◆ What is required ◆
For the records below, count the lines containing the word "PlanEntry" and reply with the number alone.

--------------------

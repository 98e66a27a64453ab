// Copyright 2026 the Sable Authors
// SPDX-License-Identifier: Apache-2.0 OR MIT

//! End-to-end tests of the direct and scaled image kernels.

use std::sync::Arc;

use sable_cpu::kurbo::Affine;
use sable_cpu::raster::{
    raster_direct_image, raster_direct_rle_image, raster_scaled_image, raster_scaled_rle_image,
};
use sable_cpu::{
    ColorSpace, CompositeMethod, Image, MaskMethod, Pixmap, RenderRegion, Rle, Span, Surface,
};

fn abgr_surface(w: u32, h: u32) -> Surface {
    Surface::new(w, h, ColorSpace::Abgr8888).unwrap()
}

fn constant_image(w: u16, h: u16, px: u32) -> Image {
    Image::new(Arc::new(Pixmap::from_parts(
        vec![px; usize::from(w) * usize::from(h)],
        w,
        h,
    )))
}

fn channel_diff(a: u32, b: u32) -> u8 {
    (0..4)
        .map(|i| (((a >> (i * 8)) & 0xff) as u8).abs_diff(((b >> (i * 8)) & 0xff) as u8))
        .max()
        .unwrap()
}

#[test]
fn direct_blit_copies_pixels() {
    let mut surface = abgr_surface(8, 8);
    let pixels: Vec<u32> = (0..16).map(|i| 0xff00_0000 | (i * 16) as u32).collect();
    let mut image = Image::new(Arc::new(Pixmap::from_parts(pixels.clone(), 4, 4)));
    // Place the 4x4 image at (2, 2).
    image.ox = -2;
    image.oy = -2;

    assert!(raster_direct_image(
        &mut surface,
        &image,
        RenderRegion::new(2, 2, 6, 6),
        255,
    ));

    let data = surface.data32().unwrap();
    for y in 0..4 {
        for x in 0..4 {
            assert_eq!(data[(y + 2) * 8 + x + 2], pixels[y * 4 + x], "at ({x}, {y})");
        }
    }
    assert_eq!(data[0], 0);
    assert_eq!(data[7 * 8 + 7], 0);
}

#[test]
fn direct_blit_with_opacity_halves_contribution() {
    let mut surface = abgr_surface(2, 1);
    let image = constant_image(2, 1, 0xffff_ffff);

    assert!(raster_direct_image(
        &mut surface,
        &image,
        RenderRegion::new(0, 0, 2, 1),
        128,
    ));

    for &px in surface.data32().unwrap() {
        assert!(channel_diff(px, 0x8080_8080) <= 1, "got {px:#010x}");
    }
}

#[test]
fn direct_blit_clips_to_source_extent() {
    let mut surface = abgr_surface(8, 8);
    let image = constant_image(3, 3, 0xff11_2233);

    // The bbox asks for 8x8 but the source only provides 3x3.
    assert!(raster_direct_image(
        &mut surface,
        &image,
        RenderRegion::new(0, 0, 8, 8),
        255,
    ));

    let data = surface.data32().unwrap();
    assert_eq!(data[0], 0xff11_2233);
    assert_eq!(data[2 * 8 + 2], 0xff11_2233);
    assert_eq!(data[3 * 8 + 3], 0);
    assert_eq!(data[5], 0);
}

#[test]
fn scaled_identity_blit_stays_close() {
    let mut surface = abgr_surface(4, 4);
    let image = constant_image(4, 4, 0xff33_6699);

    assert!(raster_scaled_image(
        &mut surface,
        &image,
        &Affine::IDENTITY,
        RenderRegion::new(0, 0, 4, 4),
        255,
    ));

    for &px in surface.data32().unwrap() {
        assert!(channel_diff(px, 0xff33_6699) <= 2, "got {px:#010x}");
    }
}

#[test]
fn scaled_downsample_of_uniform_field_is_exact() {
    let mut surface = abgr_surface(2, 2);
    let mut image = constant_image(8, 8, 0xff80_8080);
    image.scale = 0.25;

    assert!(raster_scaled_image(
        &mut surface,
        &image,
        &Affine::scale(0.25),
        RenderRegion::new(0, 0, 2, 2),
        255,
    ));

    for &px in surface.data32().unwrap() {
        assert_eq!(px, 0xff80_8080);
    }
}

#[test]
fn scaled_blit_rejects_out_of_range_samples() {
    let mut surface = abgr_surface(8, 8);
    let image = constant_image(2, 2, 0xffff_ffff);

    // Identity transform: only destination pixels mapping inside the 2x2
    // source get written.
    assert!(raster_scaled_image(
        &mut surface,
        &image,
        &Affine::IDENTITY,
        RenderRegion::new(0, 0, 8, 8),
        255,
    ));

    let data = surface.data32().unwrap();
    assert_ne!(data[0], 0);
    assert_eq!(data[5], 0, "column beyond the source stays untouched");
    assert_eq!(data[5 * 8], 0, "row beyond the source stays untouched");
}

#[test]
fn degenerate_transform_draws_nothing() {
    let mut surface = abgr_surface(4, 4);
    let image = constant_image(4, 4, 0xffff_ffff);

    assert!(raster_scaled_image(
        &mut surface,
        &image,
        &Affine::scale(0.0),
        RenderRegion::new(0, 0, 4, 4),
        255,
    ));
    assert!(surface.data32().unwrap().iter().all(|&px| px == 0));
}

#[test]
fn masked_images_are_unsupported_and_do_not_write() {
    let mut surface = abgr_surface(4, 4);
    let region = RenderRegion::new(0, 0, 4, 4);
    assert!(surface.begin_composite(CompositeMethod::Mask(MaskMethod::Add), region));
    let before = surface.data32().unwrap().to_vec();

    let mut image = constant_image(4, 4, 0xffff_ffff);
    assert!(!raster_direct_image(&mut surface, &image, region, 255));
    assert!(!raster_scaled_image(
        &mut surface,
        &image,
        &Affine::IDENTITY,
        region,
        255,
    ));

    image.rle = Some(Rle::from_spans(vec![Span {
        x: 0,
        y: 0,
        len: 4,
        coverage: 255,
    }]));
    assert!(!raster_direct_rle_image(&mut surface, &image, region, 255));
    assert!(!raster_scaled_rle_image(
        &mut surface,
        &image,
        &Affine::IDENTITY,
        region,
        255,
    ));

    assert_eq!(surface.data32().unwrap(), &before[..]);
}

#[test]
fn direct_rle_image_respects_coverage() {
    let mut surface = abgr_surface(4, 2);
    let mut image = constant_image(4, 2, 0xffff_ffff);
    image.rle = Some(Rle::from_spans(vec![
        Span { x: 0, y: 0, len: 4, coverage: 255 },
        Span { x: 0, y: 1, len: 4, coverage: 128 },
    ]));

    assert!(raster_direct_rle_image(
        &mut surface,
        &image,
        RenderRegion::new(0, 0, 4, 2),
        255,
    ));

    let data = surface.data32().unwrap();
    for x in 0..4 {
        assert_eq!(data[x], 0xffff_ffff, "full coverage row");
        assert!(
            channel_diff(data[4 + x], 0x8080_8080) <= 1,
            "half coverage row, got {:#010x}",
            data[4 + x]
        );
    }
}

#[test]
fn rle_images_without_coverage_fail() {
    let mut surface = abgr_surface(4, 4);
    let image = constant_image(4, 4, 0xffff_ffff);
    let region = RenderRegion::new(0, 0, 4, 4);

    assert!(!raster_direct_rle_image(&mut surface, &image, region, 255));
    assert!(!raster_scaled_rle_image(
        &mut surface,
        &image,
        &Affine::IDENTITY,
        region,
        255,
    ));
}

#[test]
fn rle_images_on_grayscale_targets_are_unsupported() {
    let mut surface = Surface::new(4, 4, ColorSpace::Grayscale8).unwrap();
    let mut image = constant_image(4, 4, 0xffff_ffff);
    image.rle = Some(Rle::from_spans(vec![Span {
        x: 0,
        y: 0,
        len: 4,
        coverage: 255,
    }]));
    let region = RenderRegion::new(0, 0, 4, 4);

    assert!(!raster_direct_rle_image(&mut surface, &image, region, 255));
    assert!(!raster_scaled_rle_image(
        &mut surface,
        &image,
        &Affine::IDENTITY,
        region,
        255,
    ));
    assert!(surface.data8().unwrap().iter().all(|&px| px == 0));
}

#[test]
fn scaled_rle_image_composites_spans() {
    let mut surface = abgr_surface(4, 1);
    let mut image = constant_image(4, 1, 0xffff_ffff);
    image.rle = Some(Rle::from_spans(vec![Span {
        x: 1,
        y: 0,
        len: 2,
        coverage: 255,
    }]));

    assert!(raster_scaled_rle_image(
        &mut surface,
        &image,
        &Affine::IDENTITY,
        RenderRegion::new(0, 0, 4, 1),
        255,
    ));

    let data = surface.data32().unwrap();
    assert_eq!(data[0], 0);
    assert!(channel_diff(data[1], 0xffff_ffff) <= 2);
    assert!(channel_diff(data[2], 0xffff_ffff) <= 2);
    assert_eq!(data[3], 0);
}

--------------------

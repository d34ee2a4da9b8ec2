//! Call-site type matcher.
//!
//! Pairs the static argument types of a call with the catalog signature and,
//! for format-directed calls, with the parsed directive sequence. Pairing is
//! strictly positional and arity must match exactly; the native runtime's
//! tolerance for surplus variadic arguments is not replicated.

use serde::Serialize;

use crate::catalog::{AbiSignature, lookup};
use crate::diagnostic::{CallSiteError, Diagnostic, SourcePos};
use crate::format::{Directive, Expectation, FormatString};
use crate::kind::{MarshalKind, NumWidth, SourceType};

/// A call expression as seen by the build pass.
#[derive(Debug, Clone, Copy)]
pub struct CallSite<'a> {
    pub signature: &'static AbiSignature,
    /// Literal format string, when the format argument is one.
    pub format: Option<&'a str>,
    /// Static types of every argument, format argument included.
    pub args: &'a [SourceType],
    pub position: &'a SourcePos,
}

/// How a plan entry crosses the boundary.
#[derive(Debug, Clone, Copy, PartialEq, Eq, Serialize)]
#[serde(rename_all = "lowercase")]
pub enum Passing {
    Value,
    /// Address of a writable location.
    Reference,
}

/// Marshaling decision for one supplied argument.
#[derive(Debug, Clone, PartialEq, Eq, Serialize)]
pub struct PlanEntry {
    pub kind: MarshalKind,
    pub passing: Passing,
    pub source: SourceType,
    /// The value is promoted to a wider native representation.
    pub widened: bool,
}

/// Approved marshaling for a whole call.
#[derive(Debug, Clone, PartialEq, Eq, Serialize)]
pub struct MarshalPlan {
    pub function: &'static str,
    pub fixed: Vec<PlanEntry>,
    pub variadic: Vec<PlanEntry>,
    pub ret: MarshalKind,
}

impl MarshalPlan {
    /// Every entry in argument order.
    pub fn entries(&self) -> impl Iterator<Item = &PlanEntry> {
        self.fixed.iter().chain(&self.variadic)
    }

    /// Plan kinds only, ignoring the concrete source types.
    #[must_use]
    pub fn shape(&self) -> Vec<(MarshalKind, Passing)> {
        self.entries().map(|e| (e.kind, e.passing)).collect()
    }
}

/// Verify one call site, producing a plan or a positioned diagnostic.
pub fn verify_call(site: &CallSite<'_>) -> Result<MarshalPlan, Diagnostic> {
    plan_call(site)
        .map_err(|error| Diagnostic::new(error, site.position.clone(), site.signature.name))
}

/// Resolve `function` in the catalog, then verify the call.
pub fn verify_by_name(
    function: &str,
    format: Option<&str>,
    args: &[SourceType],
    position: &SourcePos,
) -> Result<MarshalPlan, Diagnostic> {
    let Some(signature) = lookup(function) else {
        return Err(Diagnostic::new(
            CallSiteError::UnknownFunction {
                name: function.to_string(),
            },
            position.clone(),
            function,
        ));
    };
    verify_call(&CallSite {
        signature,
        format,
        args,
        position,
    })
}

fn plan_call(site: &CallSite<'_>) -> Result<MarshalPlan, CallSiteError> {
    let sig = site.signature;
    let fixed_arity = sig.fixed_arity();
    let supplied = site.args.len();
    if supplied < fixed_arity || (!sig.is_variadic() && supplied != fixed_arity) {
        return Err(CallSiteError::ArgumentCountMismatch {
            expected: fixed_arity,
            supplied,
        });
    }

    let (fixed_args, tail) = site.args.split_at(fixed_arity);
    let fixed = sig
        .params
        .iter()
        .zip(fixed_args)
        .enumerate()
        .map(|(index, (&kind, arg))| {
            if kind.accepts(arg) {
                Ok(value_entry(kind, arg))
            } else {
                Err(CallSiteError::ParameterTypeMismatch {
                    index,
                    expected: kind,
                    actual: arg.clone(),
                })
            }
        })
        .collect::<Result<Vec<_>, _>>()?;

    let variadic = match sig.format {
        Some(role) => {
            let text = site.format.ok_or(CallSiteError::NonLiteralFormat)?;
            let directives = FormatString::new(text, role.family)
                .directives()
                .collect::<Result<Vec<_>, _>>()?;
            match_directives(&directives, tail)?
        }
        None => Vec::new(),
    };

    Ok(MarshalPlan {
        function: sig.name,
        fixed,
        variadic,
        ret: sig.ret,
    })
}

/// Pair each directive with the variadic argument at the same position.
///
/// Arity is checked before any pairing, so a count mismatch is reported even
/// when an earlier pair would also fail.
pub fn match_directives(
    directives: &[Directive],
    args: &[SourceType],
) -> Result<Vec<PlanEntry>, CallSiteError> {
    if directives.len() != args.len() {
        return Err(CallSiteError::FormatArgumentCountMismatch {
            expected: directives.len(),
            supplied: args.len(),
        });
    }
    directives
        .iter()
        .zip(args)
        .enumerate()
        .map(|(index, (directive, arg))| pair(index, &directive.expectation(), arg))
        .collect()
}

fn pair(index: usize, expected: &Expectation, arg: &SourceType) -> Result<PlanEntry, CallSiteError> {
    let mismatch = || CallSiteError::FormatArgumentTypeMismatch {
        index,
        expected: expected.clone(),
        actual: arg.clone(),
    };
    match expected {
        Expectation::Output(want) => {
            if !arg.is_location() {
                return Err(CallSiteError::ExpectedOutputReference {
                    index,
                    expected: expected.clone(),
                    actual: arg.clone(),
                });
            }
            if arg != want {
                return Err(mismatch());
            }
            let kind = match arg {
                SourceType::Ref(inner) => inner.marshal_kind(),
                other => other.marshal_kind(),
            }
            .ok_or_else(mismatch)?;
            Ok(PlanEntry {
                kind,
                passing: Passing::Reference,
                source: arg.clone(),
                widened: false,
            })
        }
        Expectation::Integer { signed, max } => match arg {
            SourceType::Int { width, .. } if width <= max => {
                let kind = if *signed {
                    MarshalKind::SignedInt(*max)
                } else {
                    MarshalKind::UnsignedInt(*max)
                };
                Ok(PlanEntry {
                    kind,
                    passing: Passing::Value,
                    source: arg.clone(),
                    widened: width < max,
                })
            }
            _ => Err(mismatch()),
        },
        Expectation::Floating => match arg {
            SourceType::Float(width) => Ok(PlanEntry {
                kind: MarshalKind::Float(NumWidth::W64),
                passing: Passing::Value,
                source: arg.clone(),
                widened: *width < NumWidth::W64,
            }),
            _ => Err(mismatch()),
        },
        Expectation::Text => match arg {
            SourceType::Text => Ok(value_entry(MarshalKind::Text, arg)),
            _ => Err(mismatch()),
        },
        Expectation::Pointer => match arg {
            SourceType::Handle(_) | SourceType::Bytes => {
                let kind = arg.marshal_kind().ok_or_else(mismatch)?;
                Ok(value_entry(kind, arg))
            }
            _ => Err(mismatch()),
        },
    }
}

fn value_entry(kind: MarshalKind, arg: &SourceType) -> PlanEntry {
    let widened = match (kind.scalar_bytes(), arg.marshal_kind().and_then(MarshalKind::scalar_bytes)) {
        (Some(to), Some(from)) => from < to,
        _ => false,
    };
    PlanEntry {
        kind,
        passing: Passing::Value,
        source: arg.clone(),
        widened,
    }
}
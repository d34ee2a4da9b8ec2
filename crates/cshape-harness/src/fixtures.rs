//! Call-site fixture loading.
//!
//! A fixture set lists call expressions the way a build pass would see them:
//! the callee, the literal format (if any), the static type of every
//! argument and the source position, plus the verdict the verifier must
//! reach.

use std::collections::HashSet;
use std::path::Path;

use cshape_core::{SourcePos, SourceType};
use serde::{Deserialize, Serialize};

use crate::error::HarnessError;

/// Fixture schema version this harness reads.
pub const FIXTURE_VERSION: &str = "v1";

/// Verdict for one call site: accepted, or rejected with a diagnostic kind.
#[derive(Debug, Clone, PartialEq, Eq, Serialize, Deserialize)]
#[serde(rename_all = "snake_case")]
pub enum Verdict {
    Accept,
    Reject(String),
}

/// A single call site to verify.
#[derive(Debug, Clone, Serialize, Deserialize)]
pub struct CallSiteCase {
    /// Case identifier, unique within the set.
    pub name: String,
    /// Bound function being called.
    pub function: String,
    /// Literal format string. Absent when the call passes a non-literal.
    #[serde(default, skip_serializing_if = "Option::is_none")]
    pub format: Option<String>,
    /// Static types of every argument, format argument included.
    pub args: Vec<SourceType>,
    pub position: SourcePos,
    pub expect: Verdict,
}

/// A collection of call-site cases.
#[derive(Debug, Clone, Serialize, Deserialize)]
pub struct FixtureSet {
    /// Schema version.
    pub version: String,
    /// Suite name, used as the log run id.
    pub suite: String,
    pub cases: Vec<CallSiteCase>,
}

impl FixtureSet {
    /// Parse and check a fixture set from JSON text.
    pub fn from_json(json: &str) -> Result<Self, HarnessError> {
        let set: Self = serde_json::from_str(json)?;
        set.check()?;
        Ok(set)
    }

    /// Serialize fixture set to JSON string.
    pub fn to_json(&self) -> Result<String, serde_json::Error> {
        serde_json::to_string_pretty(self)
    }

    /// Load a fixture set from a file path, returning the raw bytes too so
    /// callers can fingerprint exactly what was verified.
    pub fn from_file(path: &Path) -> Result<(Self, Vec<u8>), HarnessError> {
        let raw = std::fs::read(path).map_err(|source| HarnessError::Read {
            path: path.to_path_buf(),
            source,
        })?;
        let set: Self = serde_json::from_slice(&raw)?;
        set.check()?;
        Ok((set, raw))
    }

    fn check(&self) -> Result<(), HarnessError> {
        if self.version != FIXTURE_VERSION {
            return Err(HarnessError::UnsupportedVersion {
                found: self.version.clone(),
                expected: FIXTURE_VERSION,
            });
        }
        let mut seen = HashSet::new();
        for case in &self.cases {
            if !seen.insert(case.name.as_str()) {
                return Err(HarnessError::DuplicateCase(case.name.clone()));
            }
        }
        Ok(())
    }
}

--------------------

◆ Answer space ◆
11